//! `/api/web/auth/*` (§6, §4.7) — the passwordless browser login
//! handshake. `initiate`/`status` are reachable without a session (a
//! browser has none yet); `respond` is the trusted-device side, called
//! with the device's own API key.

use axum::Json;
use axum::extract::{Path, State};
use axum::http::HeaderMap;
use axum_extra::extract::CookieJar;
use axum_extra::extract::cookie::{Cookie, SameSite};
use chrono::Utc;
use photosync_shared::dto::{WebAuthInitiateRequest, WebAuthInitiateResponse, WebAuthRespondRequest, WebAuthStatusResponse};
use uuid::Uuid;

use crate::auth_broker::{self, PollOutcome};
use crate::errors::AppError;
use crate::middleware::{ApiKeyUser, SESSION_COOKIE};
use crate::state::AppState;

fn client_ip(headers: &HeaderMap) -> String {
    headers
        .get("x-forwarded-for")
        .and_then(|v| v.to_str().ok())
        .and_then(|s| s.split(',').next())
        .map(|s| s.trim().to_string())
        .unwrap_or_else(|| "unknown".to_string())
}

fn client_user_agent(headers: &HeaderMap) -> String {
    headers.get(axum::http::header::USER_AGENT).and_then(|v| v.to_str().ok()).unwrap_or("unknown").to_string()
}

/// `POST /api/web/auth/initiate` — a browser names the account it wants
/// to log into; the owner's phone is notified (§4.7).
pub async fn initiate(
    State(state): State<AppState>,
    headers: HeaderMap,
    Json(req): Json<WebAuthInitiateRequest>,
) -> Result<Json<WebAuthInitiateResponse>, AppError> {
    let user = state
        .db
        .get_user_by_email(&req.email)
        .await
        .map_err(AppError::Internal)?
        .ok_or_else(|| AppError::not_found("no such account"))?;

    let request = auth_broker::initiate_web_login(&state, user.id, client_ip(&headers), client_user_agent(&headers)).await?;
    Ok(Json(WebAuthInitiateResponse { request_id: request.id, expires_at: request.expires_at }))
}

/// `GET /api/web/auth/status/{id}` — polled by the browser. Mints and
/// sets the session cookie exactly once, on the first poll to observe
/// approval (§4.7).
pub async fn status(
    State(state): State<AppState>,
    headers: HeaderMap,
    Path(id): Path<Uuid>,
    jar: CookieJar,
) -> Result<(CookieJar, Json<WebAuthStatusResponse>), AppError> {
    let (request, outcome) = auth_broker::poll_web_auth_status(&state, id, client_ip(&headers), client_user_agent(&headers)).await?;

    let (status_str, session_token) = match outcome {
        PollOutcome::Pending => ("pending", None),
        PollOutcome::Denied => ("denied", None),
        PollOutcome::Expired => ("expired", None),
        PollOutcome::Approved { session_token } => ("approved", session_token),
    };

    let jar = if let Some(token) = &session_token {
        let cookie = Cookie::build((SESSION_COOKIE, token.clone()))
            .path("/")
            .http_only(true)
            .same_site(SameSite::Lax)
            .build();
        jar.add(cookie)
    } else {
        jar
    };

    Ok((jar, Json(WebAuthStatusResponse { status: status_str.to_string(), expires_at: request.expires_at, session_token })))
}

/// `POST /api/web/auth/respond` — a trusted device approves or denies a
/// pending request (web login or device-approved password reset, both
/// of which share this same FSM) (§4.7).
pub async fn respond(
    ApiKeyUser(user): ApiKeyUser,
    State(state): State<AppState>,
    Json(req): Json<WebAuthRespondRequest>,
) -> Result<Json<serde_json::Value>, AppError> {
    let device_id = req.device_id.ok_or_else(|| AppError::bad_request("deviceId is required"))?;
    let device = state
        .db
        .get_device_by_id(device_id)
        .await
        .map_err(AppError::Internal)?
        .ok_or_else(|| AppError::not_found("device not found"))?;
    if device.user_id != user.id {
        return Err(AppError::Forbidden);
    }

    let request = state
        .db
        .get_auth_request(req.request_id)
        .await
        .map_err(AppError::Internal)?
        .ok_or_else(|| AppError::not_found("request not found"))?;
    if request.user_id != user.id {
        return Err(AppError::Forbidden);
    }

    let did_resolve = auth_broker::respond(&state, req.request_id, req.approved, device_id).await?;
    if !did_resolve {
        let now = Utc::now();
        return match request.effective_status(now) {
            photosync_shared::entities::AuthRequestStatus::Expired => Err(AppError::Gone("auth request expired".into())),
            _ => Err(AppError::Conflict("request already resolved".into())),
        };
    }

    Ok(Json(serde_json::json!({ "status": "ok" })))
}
--
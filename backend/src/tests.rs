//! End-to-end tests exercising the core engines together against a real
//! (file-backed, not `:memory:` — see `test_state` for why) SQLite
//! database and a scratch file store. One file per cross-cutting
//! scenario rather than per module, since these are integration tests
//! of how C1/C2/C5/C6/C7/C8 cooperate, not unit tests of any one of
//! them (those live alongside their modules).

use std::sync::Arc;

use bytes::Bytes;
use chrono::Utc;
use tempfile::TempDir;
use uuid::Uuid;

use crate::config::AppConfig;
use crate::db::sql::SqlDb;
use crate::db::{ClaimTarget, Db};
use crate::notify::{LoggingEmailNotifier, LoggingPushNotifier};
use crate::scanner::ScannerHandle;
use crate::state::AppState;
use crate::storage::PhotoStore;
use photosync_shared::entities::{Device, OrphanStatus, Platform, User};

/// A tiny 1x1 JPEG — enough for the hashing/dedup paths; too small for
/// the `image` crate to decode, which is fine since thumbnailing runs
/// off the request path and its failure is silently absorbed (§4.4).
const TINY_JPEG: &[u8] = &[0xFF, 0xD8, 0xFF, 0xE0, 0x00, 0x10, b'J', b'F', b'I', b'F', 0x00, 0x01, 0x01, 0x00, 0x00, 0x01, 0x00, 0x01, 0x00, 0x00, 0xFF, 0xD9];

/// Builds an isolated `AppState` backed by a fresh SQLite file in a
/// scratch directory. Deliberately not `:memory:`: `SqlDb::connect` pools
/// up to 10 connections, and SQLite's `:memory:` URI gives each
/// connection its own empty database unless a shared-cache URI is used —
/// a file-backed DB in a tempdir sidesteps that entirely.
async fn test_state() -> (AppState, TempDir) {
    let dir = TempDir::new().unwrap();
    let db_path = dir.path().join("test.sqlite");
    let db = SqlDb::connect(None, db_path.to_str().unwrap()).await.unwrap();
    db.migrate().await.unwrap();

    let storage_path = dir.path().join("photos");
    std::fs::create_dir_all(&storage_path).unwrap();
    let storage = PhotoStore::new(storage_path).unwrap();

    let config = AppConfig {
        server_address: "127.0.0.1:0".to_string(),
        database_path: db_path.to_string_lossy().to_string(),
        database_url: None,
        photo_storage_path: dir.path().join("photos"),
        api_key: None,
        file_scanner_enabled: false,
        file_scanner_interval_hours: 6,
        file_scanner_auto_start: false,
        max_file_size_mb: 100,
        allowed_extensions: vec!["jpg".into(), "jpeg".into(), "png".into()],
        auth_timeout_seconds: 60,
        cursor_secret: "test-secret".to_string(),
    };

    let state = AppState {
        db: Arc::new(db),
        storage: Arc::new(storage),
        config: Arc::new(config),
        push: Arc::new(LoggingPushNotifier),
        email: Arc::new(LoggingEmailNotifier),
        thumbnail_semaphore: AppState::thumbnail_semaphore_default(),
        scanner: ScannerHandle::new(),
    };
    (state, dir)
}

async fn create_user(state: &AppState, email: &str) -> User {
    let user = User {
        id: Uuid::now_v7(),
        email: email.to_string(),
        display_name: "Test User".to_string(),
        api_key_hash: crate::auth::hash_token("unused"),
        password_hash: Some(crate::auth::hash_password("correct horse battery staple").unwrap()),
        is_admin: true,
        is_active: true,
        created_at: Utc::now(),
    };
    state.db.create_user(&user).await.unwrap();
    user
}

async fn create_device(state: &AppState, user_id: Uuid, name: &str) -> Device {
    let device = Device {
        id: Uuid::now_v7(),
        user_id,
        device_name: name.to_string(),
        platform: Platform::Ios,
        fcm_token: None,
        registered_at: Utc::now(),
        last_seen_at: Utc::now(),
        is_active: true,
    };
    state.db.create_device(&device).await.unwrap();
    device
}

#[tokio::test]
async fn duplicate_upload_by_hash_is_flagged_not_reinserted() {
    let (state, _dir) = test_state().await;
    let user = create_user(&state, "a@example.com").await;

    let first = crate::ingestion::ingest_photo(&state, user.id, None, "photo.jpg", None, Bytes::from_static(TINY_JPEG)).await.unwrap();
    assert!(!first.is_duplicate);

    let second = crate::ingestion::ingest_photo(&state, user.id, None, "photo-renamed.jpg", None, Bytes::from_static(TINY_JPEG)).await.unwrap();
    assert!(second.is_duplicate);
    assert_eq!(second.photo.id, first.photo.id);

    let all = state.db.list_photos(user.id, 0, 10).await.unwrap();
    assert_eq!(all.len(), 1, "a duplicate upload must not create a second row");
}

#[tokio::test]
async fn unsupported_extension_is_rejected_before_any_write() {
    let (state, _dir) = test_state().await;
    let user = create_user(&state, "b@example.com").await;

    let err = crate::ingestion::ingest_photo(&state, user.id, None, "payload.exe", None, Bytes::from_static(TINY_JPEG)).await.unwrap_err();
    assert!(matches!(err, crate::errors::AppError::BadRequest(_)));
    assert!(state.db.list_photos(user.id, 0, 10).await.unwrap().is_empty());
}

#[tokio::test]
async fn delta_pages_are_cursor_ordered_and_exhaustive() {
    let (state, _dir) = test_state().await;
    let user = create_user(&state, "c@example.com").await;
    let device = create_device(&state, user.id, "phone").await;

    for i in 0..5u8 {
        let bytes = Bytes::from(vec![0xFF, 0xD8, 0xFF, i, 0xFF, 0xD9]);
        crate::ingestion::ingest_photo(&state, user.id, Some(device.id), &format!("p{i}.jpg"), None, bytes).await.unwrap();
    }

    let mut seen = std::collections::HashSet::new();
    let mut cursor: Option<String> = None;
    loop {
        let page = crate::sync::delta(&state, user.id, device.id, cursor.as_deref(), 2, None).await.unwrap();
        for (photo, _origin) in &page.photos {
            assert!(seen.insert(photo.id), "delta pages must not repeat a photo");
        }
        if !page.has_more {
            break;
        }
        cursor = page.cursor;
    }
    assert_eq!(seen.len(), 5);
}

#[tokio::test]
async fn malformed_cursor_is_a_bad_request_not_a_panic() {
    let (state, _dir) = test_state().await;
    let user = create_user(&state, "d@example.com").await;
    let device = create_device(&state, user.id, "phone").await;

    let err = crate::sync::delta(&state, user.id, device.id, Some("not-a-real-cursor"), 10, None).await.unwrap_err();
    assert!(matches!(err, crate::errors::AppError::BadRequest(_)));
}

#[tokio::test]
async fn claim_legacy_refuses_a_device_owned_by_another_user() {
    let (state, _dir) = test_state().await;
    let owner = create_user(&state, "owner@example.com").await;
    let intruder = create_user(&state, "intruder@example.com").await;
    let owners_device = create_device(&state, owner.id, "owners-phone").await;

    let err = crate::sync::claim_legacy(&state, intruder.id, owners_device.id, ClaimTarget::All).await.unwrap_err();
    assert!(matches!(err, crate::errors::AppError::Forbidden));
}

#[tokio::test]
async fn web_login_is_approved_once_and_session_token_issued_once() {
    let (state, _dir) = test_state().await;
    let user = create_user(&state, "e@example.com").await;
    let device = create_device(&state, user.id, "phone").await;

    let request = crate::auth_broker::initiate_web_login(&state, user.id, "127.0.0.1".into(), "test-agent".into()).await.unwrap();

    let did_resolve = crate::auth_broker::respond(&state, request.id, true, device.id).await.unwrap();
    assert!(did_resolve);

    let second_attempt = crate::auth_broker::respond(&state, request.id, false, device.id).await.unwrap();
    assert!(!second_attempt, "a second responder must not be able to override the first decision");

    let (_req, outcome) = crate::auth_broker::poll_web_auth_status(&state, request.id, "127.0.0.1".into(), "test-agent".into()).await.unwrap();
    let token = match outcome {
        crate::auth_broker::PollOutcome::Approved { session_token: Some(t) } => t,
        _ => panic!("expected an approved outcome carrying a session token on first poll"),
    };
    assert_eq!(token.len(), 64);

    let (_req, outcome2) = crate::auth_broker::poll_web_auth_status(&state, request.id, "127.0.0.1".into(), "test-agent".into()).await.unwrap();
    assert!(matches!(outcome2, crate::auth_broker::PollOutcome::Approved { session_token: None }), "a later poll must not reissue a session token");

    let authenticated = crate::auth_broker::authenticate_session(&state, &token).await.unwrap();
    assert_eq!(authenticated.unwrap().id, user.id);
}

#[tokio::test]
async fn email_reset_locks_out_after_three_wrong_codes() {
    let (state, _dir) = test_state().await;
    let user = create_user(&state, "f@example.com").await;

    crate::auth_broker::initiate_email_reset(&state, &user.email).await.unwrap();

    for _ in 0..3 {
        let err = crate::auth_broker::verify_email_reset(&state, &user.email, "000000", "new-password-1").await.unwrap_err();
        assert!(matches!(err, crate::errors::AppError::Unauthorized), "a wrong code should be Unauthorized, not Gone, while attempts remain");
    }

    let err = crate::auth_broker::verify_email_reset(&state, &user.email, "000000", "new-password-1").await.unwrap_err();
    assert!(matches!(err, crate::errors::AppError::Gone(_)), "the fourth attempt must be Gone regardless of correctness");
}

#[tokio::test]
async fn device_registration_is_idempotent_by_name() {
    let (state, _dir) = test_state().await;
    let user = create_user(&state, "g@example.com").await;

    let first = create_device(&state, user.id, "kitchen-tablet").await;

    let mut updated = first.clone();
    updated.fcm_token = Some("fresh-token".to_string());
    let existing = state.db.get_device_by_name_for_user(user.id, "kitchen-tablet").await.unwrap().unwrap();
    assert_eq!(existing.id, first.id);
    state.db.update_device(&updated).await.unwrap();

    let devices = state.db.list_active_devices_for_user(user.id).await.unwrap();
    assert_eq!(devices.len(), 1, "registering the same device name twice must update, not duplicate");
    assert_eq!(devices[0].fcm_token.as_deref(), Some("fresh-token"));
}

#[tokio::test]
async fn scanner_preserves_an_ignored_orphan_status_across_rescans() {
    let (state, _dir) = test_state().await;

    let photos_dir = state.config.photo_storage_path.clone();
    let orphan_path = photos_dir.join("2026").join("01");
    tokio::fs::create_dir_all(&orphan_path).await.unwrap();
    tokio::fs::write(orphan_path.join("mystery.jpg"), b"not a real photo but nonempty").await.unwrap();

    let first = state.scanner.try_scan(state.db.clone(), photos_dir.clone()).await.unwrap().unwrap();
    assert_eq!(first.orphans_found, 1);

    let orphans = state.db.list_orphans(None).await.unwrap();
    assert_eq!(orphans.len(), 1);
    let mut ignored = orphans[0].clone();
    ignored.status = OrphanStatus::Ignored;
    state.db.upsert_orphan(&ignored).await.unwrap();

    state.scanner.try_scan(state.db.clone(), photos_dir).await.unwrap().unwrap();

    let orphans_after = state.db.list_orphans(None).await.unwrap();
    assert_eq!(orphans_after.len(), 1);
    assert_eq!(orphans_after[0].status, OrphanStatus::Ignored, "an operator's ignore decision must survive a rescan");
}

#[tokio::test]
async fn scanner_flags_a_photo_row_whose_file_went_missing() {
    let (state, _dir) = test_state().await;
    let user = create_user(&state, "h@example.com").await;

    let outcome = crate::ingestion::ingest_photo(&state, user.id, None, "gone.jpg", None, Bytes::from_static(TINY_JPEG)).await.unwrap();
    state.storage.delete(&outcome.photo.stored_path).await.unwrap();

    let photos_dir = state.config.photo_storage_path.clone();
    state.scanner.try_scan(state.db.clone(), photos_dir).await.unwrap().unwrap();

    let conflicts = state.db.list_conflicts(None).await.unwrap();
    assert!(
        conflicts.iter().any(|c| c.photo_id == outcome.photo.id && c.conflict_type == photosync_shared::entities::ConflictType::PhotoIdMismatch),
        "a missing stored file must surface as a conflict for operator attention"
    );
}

> Exercise
Where the material contains a line with "into", return that line.

> Answer section
/// to log into; the owner's phone is notified (§4.7).
            photosync_shared::entities::AuthRequestStatus::Expired => Err(AppError::Gone("auth request expired".into())),
            _ => Err(AppError::Conflict("request already resolved".into())),
        allowed_extensions: vec!["jpg".into(), "jpeg".into(), "png".into()],
    let request = crate::auth_broker::initiate_web_login(&state, user.id, "127.0.0.1".into(), "test-agent".into()).await.unwrap();
    let (_req, outcome) = crate::auth_broker::poll_web_auth_status(&state, request.id, "127.0.0.1".into(), "test-agent".into()).await.unwrap();
    let (_req, outcome2) = crate::auth_broker::poll_web_auth_status(&state, request.id, "127.0.0.1".into(), "test-agent".into()).await.unwrap();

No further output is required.